### Provided information

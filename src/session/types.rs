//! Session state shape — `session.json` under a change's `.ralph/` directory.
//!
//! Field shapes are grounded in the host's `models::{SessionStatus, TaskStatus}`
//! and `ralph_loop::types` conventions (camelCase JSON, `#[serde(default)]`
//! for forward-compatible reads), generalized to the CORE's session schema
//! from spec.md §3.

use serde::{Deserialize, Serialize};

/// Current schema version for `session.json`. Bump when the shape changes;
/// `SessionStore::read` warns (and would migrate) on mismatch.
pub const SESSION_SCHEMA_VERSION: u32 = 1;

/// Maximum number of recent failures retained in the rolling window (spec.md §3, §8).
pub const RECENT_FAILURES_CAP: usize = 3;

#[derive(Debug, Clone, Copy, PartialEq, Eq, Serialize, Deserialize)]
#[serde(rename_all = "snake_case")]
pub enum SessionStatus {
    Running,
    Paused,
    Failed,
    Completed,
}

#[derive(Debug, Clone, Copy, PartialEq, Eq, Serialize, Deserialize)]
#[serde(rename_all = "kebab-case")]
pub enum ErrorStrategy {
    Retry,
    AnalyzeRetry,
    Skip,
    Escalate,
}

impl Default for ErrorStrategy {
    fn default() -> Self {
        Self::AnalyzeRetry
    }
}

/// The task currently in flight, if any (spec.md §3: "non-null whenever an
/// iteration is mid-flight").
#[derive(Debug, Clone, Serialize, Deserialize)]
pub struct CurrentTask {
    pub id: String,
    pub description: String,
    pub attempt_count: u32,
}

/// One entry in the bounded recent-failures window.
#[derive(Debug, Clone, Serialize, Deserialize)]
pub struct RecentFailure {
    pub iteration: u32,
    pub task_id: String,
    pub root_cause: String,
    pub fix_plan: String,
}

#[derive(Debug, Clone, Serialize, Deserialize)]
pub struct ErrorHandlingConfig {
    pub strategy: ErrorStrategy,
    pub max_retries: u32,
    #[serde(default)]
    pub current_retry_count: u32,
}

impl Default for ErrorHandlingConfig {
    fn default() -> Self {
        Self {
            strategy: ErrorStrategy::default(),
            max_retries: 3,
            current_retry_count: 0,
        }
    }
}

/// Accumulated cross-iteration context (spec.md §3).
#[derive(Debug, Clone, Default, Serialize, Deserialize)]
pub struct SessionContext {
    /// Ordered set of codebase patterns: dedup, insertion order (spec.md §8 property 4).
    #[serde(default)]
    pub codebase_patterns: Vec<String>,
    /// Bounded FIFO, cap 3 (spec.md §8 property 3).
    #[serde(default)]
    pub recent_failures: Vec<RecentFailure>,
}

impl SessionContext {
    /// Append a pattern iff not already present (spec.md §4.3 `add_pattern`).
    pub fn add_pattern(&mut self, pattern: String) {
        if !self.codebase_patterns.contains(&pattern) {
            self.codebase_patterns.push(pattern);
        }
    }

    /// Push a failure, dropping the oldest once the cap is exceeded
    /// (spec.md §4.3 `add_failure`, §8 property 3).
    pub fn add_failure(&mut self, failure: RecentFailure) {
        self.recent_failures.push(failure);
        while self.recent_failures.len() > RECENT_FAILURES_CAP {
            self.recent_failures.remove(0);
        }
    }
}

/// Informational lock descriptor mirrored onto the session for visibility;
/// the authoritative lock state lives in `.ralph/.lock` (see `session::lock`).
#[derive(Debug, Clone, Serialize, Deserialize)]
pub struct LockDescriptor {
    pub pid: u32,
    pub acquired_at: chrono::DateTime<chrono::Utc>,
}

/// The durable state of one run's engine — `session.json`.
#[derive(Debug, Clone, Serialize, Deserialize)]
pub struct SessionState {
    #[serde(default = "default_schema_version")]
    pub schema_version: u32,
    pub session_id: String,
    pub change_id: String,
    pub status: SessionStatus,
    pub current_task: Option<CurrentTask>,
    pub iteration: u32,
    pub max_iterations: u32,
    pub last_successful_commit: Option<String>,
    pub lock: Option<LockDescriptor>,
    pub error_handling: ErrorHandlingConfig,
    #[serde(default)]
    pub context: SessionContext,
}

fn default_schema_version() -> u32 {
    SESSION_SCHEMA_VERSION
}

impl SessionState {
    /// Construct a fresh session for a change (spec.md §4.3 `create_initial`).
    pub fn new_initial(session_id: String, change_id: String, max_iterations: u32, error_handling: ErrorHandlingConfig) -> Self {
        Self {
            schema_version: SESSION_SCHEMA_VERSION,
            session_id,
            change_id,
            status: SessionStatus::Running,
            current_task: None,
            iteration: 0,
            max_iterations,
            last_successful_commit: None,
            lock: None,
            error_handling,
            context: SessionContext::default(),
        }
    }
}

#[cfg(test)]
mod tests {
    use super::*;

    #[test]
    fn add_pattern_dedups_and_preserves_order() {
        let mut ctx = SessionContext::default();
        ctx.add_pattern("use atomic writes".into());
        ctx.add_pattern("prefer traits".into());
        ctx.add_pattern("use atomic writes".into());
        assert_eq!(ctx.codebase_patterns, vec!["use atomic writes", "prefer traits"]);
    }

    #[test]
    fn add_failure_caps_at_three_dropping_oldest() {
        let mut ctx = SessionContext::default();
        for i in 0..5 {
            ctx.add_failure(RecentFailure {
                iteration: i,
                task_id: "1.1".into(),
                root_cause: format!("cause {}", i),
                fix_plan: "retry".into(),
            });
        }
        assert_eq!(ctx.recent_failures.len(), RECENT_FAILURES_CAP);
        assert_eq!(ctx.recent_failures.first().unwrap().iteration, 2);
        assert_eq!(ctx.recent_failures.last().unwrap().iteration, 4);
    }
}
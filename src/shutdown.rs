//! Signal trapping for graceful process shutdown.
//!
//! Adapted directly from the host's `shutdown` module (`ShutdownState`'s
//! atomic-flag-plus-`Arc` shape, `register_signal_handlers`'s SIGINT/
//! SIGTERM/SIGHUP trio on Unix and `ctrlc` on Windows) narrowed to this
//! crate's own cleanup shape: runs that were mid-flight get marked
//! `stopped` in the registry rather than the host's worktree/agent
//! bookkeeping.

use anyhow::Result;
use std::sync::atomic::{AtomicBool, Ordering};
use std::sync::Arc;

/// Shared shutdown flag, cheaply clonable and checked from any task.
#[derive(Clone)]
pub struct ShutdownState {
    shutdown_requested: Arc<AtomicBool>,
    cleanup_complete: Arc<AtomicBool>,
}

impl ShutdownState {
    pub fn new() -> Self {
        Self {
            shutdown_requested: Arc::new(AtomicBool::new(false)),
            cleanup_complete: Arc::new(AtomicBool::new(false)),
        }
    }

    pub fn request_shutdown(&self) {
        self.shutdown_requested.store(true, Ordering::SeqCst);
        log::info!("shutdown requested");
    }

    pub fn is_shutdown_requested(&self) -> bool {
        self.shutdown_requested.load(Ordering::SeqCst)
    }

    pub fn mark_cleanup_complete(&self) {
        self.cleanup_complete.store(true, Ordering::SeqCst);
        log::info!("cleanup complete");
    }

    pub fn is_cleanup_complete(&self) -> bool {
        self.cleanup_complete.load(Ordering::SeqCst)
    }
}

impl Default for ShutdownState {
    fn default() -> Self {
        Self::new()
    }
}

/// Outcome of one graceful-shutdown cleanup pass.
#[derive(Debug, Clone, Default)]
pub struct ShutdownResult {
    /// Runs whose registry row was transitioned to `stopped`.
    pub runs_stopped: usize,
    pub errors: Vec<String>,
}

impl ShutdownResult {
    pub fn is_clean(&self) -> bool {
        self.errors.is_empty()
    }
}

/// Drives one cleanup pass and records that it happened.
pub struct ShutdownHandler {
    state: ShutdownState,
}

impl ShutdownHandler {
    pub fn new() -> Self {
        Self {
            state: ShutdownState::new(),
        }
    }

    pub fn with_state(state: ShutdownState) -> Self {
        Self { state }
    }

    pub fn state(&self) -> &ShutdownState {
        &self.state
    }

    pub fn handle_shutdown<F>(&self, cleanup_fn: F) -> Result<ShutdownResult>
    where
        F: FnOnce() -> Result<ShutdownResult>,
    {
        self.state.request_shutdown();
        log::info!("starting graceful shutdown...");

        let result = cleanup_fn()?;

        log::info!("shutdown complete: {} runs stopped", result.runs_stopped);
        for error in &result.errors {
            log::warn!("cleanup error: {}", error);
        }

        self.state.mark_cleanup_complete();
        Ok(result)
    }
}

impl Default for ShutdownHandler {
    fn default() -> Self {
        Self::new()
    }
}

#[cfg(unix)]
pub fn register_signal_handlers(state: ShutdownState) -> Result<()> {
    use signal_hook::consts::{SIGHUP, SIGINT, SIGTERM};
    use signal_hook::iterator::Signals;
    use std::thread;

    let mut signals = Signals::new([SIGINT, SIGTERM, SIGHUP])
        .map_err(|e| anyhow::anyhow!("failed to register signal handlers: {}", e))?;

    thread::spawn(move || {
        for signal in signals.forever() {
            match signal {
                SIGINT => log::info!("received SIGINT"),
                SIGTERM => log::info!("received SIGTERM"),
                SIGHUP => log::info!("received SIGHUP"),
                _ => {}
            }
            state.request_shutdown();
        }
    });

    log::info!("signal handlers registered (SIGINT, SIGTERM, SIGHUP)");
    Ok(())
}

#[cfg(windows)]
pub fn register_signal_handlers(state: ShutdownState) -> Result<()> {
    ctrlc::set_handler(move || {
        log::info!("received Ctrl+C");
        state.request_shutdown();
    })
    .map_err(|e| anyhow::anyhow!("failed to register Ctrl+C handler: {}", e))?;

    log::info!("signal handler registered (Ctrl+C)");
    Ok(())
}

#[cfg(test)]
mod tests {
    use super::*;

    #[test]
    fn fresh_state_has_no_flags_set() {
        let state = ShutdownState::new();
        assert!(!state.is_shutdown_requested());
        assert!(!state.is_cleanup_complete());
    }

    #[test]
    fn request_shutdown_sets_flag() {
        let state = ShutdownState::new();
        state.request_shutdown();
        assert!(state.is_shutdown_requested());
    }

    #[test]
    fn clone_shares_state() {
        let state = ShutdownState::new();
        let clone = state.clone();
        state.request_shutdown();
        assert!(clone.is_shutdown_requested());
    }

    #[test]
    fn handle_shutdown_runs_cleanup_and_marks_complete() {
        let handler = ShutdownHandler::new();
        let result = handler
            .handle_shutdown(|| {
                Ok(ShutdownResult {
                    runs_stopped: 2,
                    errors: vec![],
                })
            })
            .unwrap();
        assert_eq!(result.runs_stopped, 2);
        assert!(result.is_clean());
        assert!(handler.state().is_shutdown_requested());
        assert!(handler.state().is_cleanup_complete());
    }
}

...

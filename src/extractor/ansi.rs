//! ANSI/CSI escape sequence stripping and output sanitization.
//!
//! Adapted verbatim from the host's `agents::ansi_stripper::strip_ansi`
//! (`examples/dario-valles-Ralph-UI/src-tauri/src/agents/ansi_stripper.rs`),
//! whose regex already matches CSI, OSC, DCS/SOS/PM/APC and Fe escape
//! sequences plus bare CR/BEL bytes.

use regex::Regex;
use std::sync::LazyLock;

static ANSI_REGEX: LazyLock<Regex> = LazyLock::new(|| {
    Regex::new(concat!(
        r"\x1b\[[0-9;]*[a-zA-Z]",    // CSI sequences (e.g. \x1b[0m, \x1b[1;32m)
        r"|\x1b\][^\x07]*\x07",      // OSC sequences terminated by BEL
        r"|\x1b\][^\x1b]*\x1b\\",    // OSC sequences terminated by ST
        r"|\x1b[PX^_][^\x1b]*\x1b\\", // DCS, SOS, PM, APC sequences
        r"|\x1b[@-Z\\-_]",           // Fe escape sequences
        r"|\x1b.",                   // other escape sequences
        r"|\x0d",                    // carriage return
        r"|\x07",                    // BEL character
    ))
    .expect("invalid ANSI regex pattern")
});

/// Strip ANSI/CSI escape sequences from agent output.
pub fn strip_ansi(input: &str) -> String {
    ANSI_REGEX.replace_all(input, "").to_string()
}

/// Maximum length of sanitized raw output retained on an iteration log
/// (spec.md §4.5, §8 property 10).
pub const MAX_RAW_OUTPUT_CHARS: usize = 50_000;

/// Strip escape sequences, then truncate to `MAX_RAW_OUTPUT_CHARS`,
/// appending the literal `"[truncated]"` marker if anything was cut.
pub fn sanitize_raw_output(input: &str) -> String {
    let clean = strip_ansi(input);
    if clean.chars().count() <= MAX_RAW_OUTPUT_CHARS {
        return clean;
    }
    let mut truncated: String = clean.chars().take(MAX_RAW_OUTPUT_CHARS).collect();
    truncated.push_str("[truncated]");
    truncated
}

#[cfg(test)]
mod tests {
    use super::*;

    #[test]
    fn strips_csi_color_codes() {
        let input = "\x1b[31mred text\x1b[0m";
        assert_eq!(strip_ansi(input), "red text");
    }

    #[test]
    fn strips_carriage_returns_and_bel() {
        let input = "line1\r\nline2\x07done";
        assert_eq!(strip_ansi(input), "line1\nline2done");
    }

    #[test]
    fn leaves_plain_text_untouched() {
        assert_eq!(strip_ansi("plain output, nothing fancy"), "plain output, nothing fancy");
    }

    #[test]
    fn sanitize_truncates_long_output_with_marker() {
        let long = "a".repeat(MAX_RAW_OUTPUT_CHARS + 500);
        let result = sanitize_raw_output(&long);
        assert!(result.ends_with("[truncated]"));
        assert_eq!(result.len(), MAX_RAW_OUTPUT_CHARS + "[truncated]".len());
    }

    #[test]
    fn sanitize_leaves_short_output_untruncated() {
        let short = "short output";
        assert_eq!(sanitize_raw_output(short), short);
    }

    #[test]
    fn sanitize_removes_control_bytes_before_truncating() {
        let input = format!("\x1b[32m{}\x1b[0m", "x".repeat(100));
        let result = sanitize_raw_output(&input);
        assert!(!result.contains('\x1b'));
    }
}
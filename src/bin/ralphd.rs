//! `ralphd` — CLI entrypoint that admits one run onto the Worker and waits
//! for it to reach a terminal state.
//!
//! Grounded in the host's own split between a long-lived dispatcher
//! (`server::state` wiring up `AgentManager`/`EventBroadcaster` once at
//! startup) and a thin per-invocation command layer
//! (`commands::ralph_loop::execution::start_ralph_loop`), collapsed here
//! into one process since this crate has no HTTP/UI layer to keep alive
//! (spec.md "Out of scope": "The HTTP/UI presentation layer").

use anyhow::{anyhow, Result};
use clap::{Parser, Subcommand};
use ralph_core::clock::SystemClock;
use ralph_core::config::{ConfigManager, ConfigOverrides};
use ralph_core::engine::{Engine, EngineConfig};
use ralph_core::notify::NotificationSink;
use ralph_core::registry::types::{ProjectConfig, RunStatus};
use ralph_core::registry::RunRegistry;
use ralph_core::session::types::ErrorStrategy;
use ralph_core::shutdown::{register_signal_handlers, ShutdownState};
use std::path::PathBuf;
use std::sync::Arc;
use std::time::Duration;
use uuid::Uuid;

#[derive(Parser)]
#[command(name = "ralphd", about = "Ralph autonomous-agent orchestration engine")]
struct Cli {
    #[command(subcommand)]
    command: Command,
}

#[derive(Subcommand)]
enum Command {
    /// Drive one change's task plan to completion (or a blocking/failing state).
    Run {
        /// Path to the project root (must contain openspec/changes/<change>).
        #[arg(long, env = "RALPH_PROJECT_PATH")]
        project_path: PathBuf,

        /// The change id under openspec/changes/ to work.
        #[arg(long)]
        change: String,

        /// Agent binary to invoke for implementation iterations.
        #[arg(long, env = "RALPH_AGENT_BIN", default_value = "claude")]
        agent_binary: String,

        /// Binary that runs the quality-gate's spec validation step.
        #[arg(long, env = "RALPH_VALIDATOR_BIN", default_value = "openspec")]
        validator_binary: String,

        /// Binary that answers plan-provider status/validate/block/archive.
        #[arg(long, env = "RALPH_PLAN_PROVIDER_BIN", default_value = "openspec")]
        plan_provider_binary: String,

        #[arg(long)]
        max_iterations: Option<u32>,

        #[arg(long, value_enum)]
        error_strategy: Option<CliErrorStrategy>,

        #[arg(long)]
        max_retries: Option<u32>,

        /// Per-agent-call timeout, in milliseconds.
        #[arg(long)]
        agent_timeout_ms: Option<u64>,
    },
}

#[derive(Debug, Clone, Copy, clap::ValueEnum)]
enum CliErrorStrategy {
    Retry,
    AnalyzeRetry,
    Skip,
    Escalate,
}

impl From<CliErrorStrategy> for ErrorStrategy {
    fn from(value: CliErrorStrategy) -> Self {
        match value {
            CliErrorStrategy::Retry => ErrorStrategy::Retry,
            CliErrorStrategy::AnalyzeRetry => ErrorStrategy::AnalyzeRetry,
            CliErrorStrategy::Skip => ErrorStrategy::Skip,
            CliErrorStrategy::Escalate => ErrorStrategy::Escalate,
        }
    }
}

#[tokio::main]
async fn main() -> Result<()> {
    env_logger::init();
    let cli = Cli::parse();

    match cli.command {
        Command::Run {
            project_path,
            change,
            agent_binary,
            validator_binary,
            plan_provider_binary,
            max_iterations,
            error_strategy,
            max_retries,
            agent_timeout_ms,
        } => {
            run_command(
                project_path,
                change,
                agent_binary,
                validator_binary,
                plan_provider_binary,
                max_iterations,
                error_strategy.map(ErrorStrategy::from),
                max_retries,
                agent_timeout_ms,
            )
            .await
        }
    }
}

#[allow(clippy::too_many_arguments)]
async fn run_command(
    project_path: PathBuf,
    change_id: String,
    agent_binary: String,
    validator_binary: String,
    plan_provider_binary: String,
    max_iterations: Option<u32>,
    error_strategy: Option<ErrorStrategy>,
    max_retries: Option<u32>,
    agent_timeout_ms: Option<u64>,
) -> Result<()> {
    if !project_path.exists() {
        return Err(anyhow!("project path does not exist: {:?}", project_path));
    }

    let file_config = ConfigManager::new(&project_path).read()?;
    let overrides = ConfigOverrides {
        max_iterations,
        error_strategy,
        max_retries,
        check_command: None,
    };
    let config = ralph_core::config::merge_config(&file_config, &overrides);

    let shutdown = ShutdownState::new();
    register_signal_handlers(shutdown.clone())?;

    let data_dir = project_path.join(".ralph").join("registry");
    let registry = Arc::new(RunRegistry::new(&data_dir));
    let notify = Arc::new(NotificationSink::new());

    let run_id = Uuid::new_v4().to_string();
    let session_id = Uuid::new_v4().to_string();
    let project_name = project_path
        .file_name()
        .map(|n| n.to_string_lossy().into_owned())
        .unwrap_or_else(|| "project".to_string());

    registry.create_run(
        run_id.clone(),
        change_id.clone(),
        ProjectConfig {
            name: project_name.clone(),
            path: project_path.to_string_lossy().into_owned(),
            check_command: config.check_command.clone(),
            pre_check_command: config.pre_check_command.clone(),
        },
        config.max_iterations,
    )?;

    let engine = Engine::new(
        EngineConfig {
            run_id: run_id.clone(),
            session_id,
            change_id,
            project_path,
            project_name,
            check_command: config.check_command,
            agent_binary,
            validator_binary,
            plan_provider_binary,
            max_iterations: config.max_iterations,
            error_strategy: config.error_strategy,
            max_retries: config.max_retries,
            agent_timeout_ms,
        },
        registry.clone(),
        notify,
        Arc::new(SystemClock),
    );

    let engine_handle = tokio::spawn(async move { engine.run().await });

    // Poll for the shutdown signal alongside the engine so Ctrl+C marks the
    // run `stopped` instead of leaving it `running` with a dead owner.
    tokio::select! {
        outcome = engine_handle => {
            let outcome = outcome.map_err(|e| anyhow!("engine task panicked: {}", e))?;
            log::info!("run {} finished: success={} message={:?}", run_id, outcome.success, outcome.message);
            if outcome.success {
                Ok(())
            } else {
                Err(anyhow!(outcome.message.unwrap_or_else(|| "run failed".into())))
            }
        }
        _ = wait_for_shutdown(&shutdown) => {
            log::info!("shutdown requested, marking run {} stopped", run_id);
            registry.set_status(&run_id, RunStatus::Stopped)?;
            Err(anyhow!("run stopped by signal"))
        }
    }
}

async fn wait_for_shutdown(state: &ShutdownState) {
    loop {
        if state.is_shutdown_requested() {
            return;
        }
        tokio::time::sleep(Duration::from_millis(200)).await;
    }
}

--

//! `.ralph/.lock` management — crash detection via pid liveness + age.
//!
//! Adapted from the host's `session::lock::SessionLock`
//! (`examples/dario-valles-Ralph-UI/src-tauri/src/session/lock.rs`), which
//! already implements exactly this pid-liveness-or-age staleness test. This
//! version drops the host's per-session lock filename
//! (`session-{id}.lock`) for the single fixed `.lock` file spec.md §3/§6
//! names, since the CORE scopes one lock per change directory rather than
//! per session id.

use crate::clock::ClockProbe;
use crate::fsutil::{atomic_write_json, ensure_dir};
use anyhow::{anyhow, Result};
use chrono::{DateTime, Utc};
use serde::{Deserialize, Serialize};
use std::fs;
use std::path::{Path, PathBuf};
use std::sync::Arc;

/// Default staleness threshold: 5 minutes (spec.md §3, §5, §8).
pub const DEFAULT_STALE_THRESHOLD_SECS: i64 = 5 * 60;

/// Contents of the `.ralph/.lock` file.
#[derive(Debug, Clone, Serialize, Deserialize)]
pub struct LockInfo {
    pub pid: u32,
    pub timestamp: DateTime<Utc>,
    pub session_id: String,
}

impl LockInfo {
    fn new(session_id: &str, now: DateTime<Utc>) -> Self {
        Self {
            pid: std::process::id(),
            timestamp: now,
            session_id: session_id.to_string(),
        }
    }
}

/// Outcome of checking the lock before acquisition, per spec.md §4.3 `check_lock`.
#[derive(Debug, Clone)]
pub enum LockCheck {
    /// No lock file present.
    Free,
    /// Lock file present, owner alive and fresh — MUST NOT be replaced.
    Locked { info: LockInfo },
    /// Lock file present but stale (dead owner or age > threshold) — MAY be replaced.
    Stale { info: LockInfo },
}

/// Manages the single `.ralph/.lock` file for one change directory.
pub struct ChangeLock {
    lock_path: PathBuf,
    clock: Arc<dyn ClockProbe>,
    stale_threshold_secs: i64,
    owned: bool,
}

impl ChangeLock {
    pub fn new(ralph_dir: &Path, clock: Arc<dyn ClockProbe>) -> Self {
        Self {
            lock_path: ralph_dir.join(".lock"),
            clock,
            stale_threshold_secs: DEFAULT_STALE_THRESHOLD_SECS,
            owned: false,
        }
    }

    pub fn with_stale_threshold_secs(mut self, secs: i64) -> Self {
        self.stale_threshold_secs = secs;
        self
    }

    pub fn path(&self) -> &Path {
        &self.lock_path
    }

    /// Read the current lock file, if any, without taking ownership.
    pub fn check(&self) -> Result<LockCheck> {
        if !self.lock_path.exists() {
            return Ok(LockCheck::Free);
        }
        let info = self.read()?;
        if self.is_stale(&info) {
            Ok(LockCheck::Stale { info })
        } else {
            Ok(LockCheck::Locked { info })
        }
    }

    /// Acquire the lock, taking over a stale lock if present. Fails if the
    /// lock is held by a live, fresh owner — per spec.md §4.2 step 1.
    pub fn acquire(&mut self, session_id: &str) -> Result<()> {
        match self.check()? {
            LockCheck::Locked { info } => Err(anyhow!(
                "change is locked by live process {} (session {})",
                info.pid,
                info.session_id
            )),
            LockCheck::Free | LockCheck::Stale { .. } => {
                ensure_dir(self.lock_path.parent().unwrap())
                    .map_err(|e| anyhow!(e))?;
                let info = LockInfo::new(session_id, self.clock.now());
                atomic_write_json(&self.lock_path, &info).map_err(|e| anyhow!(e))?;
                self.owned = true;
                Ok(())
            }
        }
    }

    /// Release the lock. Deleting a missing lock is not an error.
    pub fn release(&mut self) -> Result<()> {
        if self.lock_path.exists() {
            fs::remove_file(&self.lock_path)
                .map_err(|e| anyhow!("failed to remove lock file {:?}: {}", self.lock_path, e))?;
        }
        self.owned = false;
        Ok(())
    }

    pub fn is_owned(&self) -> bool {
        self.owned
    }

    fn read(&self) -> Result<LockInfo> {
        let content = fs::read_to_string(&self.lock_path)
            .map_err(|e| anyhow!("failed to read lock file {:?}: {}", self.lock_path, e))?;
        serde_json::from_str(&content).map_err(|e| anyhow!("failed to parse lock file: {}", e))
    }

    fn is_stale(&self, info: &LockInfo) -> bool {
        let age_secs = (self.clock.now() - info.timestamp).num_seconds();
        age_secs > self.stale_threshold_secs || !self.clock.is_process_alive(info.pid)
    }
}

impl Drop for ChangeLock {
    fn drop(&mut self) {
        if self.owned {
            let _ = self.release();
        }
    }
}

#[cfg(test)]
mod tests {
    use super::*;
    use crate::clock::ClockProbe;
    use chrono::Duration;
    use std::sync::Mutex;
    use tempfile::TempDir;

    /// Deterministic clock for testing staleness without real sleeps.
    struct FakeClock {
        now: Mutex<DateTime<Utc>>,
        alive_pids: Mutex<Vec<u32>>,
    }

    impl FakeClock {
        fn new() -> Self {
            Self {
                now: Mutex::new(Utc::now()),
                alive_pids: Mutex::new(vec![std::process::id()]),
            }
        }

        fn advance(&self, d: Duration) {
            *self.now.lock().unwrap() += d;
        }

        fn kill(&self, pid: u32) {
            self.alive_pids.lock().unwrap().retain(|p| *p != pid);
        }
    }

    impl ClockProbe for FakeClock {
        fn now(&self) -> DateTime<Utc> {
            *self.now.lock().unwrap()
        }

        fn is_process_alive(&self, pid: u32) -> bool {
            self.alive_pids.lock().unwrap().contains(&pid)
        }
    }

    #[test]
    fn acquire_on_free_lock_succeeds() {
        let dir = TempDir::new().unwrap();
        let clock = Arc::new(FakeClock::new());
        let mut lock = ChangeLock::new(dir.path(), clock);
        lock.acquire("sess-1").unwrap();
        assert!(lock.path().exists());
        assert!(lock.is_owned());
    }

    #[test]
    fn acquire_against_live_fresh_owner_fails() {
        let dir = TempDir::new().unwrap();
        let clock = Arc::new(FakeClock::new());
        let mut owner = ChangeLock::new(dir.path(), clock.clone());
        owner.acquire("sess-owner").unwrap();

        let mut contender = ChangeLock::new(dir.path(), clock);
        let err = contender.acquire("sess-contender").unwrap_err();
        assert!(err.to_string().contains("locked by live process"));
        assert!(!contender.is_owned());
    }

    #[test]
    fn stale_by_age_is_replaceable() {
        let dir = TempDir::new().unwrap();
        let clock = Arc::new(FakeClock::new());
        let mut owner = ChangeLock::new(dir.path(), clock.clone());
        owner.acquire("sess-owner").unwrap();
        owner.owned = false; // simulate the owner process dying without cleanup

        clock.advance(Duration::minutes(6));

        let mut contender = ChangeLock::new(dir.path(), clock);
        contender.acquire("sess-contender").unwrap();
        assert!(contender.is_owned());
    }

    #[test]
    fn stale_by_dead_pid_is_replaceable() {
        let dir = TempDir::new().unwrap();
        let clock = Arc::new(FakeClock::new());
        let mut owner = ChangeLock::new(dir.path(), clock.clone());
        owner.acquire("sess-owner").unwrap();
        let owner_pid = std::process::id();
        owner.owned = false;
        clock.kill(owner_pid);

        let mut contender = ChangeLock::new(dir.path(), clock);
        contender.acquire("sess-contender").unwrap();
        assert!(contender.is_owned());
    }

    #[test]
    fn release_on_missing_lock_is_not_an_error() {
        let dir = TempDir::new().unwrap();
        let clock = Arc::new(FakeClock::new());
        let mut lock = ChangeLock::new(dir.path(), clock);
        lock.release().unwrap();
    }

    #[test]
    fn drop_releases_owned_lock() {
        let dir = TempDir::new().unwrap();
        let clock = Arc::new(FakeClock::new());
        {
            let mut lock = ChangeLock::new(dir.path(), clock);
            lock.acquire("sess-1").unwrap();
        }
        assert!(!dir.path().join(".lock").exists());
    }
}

### Task brief
The expected answer is one number: the count of lines in the listing that include the string "dario".

### Result
2